**Assignment**
Which lines in the listing below contain "Excel"? Copy each of them.

**Material to process**
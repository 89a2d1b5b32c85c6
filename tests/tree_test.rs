//! Tests for the arena-based tree model and its search utilities

use generational_arena::Index;
use optree::arena::{NodeData, SyntaxTree};
use rstest::rstest;

/// Builds `Expr [ number(2), "+", number(3) ]` and returns the tree plus the
/// indices of root and children in insertion order.
fn expression_tree() -> (SyntaxTree, Index, Index, Index, Index) {
    let mut tree = SyntaxTree::new();
    let root = tree.insert_node(NodeData::symbol("Expr"), None);
    let lhs = tree.insert_node(NodeData::literal("number", 2.0), Some(root));
    let op = tree.insert_node(NodeData::symbol("+"), Some(root));
    let rhs = tree.insert_node(NodeData::literal("number", 3.0), Some(root));
    (tree, root, lhs, op, rhs)
}

// ============================================================
// Classification Tests
// ============================================================

#[rstest]
#[case("+")]
#[case("-")]
#[case("*")]
#[case("/")]
fn given_operator_label_when_classifying_then_terminal_and_operator(#[case] label: &str) {
    let data = NodeData::symbol(label);
    assert!(data.is_operator(), "{} should be an operator", label);
    assert!(data.is_terminal(), "{} should be terminal", label);
    assert!(!data.is_non_terminal());
    assert!(!data.is_semantically_empty());
}

#[rstest]
#[case("(")]
#[case(")")]
fn given_bracket_label_when_classifying_then_terminal_and_empty(#[case] label: &str) {
    let data = NodeData::symbol(label);
    assert!(!data.is_operator());
    assert!(data.is_terminal(), "{} should be terminal", label);
    assert!(data.is_semantically_empty(), "{} should be empty", label);
}

#[rstest]
#[case("Expr")]
#[case("Term")]
#[case("Factor")]
fn given_production_name_when_classifying_then_non_terminal(#[case] label: &str) {
    let data = NodeData::symbol(label);
    assert!(data.is_non_terminal());
    assert!(!data.is_operator());
    assert!(!data.is_semantically_empty());
}

#[rstest]
#[case("number")]
#[case("+")]
#[case("(")]
fn given_literal_when_classifying_then_overrides_apply(#[case] label: &str) {
    // Even with an operator or bracket label, a literal stays a plain
    // terminal leaf.
    let data = NodeData::literal(label, 1.5);
    assert!(data.is_terminal());
    assert!(!data.is_operator());
    assert!(!data.is_semantically_empty());
}

#[test]
fn given_node_data_when_displaying_then_token_suffix_only_when_set() {
    assert_eq!(NodeData::symbol("Expr").to_string(), "Expr");
    assert_eq!(NodeData::symbol_with_token("Expr", 3).to_string(), "Expr [3]");
    assert_eq!(NodeData::literal("number", 2.5).to_string(), "2.5");
}

// ============================================================
// Structure Tests
// ============================================================

#[test]
fn given_empty_tree_when_querying_then_everything_is_absent() {
    let tree = SyntaxTree::new();
    assert!(tree.is_empty());
    assert_eq!(tree.root(), None);
    assert_eq!(tree.depth(), 0);
    assert_eq!(tree.node_count(), 0);
    assert!(tree.leaf_labels().is_empty());
    assert_eq!(tree.iter().count(), 0);
}

#[test]
fn given_inserted_nodes_when_iterating_then_preorder_left_to_right() {
    let (tree, _, _, _, _) = expression_tree();

    let labels: Vec<String> = tree.iter().map(|(_, n)| n.data.label().to_string()).collect();
    assert_eq!(labels, vec!["Expr", "number", "+", "number"]);
}

#[test]
fn given_expression_tree_when_measuring_then_depth_and_leaves_match() {
    let (tree, _, _, _, _) = expression_tree();

    assert_eq!(tree.depth(), 2);
    assert_eq!(tree.leaf_labels(), vec!["2", "+", "3"]);
    assert_eq!(tree.node_count(), 4);
}

// ============================================================
// Search Tests
// ============================================================

#[test]
fn given_nonterminal_root_when_finding_leftmost_then_root_itself_wins() {
    // Pre-order: a non-terminal is tested before its children.
    let (tree, root, _, _, _) = expression_tree();

    assert_eq!(tree.find_leftmost_nonterminal(root), Some(root));
}

#[test]
fn given_terminal_root_when_finding_leftmost_then_descends_left_to_right() {
    let mut tree = SyntaxTree::new();
    let root = tree.insert_node(NodeData::symbol("*"), None);
    let _lhs = tree.insert_node(NodeData::literal("number", 1.0), Some(root));
    let inner = tree.insert_node(NodeData::symbol("Expr"), Some(root));
    let _trailing = tree.insert_node(NodeData::symbol("Term"), Some(root));

    assert_eq!(tree.find_leftmost_nonterminal(root), Some(inner));
}

#[test]
fn given_fully_reduced_tree_when_finding_leftmost_then_none() {
    let mut tree = SyntaxTree::new();
    let root = tree.insert_node(NodeData::symbol("+"), None);
    tree.insert_node(NodeData::literal("number", 1.0), Some(root));
    tree.insert_node(NodeData::literal("number", 2.0), Some(root));

    assert_eq!(tree.find_leftmost_nonterminal(root), None);
    assert!(!tree.has_nonterminal(root));
}

#[test]
fn given_deep_nonterminal_when_checking_then_has_nonterminal_sees_it() {
    let mut tree = SyntaxTree::new();
    let root = tree.insert_node(NodeData::symbol("+"), None);
    let mid = tree.insert_node(NodeData::symbol("*"), Some(root));
    tree.insert_node(NodeData::symbol("Factor"), Some(mid));

    assert!(tree.has_nonterminal(root));
}

// ============================================================
// Replacement Tests
// ============================================================

#[test]
fn given_grandchild_target_when_replacing_then_slot_is_overwritten() {
    let mut tree = SyntaxTree::new();
    let root = tree.insert_node(NodeData::symbol("Expr"), None);
    let wrapper = tree.insert_node(NodeData::symbol("Term"), Some(root));
    let target = tree.insert_node(NodeData::symbol("Factor"), Some(wrapper));
    let replacement = tree.insert_node(NodeData::literal("number", 9.0), Some(target));

    assert!(tree.replace_child(root, target, replacement));

    let wrapper_node = tree.get_node(wrapper).unwrap();
    assert_eq!(wrapper_node.children, vec![replacement]);
    assert_eq!(tree.get_node(replacement).unwrap().parent, Some(wrapper));
}

#[test]
fn given_structurally_equal_siblings_when_replacing_then_only_identity_matches() {
    // Two structurally identical subtrees at different positions are
    // distinct objects; only the targeted index slot changes.
    let mut tree = SyntaxTree::new();
    let root = tree.insert_node(NodeData::symbol("Expr"), None);
    let first = tree.insert_node(NodeData::symbol("Term"), Some(root));
    let second = tree.insert_node(NodeData::symbol("Term"), Some(root));
    let replacement = tree.insert_node(NodeData::literal("number", 1.0), None);
    tree.set_root(Some(root));

    assert!(tree.replace_child(root, second, replacement));

    let root_node = tree.get_node(root).unwrap();
    assert_eq!(root_node.children, vec![first, replacement]);
    assert_eq!(tree.get_node(first).unwrap().data.label(), "Term");
}

#[test]
fn given_root_as_target_when_replacing_then_fails() {
    // Only descendants are searched, never the starting node itself.
    let (mut tree, root, lhs, _, _) = expression_tree();

    assert!(!tree.replace_child(root, root, lhs));
}

#[test]
fn given_detached_target_when_replacing_then_fails_and_tree_unchanged() {
    let (mut tree, root, _, _, _) = expression_tree();
    let stray = tree.insert_node(NodeData::symbol("Ghost"), None);
    tree.set_root(Some(root));
    let before: Vec<Index> = tree.get_node(root).unwrap().children.clone();

    assert!(!tree.replace_child(root, stray, root));
    assert_eq!(tree.get_node(root).unwrap().children, before);
}

// ============================================================
// Rendering Tests
// ============================================================

#[test]
fn given_empty_tree_when_rendering_then_placeholder_text() {
    assert_eq!(optree::display::render(&SyntaxTree::new()), "Tree is empty.\n");
}

#[test]
fn given_expression_tree_when_rendering_then_all_nodes_appear() {
    let (tree, _, _, _, _) = expression_tree();
    let rendered = optree::display::render(&tree);

    assert!(rendered.starts_with("Expr"));
    for needle in ["2", "+", "3"] {
        assert!(rendered.contains(needle), "missing {} in:\n{}", needle, rendered);
    }
}

// ============================================================
// Removal Tests
// ============================================================

#[test]
fn given_subtree_when_removing_then_all_nodes_freed() {
    let mut tree = SyntaxTree::new();
    let root = tree.insert_node(NodeData::symbol("Expr"), None);
    let wrapper = tree.insert_node(NodeData::symbol("Term"), Some(root));
    tree.insert_node(NodeData::literal("number", 1.0), Some(wrapper));
    tree.insert_node(NodeData::literal("number", 2.0), Some(wrapper));

    tree.get_node_mut(root).unwrap().children.clear();
    tree.remove_subtree(wrapper);

    assert_eq!(tree.node_count(), 1);
    assert!(tree.get_node(wrapper).is_none());
}

#[test]
fn given_root_when_removing_then_tree_is_empty() {
    let mut tree = SyntaxTree::new();
    let root = tree.insert_node(NodeData::symbol("Expr"), None);

    tree.remove_node(root);

    assert!(tree.is_empty());
    assert_eq!(tree.node_count(), 0);
}
//! A1-style cell references.

use std::fmt;
use std::str::FromStr;

use serde::{Deserialize, Serialize};

use crate::error::{Error, Result};

/// Largest column Excel addresses (`XFD`).
pub const MAX_COLUMN: u32 = 16_384;

/// Largest row Excel addresses.
pub const MAX_ROW: u32 = 1_048_576;

/// A cell position, both coordinates 1-based.
#[derive(Debug, Clone, Copy, PartialEq, Eq, PartialOrd, Ord, Hash, Serialize, Deserialize)]
pub struct CellRef {
    /// Column, `A` = 1
    pub column: u32,
    /// Row, first row = 1
    pub row: u32,
}

impl CellRef {
    /// Create a reference from 1-based coordinates.
    pub fn new(column: u32, row: u32) -> Self {
        Self { column, row }
    }

    /// Parse `B5`, `aa10` or `$C$3`.
    ///
    /// ```
    /// use varsync::xlsx::CellRef;
    ///
    /// let cell = CellRef::parse("AB12")?;
    /// assert_eq!((cell.column, cell.row), (28, 12));
    /// # Ok::<(), varsync::Error>(())
    /// ```
    pub fn parse(reference: &str) -> Result<Self> {
        let invalid = || Error::ValidationFailed(format!("invalid cell reference: {:?}", reference));

        let s: String = reference.trim().chars().filter(|&c| c != '$').collect();
        let split = s.find(|c: char| !c.is_ascii_alphabetic()).ok_or_else(invalid)?;
        let (letters, digits) = s.split_at(split);

        if letters.is_empty() || digits.is_empty() || !digits.bytes().all(|b| b.is_ascii_digit()) {
            return Err(invalid());
        }

        let mut column: u32 = 0;
        for b in letters.bytes() {
            let value = u32::from(b.to_ascii_uppercase() - b'A') + 1;
            column = column
                .checked_mul(26)
                .and_then(|c| c.checked_add(value))
                .ok_or_else(invalid)?;
        }
        let row: u32 = digits.parse().map_err(|_| invalid())?;

        if column > MAX_COLUMN || row == 0 || row > MAX_ROW {
            return Err(invalid());
        }
        Ok(Self { column, row })
    }

    /// The same row, `n` columns to the right.
    pub fn right(self, n: u32) -> Self {
        Self {
            column: self.column + n,
            row: self.row,
        }
    }

    /// The same column, `n` rows down.
    pub fn down(self, n: u32) -> Self {
        Self {
            column: self.column,
            row: self.row + n,
        }
    }
}

/// Column letters for a 1-based column index: 1 → `A`, 27 → `AA`.
pub fn column_letters(mut column: u32) -> String {
    let mut letters = Vec::new();
    while column > 0 {
        let rem = ((column - 1) % 26) as u8;
        letters.push((b'A' + rem) as char);
        column = (column - 1) / 26;
    }
    letters.iter().rev().collect()
}

impl fmt::Display for CellRef {
    fn fmt(&self, f: &mut fmt::Formatter<'_>) -> fmt::Result {
        write!(f, "{}{}", column_letters(self.column), self.row)
    }
}

impl FromStr for CellRef {
    type Err = Error;

    fn from_str(s: &str) -> Result<Self> {
        Self::parse(s)
    }
}
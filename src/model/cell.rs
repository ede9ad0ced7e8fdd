//! Spreadsheet cell values and range rows.

use serde::{Deserialize, Serialize};

/// A typed worksheet cell value.
#[derive(Debug, Clone, Default, PartialEq, Serialize, Deserialize)]
#[serde(tag = "type", content = "value", rename_all = "lowercase")]
pub enum CellValue {
    /// No value
    #[default]
    Empty,
    /// Numeric value (dates included, as serial numbers)
    Number(f64),
    /// Text
    Text(String),
    /// Boolean
    Bool(bool),
    /// Error literal such as `#DIV/0!`
    Error(String),
}

impl CellValue {
    /// Whether the cell is empty or holds only whitespace.
    pub fn is_blank(&self) -> bool {
        match self {
            CellValue::Empty => true,
            CellValue::Text(s) => s.trim().is_empty(),
            _ => false,
        }
    }

    /// Render the value as text: integral numbers without a decimal point,
    /// other numbers in shortest decimal form, empty cells as `""`.
    pub fn to_display_string(&self) -> String {
        match self {
            CellValue::Empty => String::new(),
            CellValue::Number(n) => format_number(*n),
            CellValue::Text(s) => s.clone(),
            CellValue::Bool(true) => "TRUE".to_string(),
            CellValue::Bool(false) => "FALSE".to_string(),
            CellValue::Error(e) => e.clone(),
        }
    }
}

impl std::fmt::Display for CellValue {
    fn fmt(&self, f: &mut std::fmt::Formatter<'_>) -> std::fmt::Result {
        f.write_str(&self.to_display_string())
    }
}

/// Format a number the way cell values are compared and stored: `12.0`
/// becomes `"12"`, `12.5` stays `"12.5"`.
pub fn format_number(n: f64) -> String {
    if n.is_finite() && n.fract() == 0.0 {
        if n == 0.0 {
            // avoid "-0"
            return "0".to_string();
        }
        format!("{:.0}", n)
    } else {
        n.to_string()
    }
}

/// One accepted row of a name/value/unit block.
#[derive(Debug, Clone, PartialEq, Eq, Serialize, Deserialize)]
pub struct TabularRangeRow {
    /// Normalized variable name
    pub name: String,

    /// Value, numbers normalized; empty when the value cell is empty
    pub value: String,

    /// Unit; empty when absent
    pub unit: String,

    /// 1-based worksheet row the values came from
    pub source_row: u32,
}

**Written answer**
/// Largest column Excel addresses (`XFD`).
/// Largest row Excel addresses.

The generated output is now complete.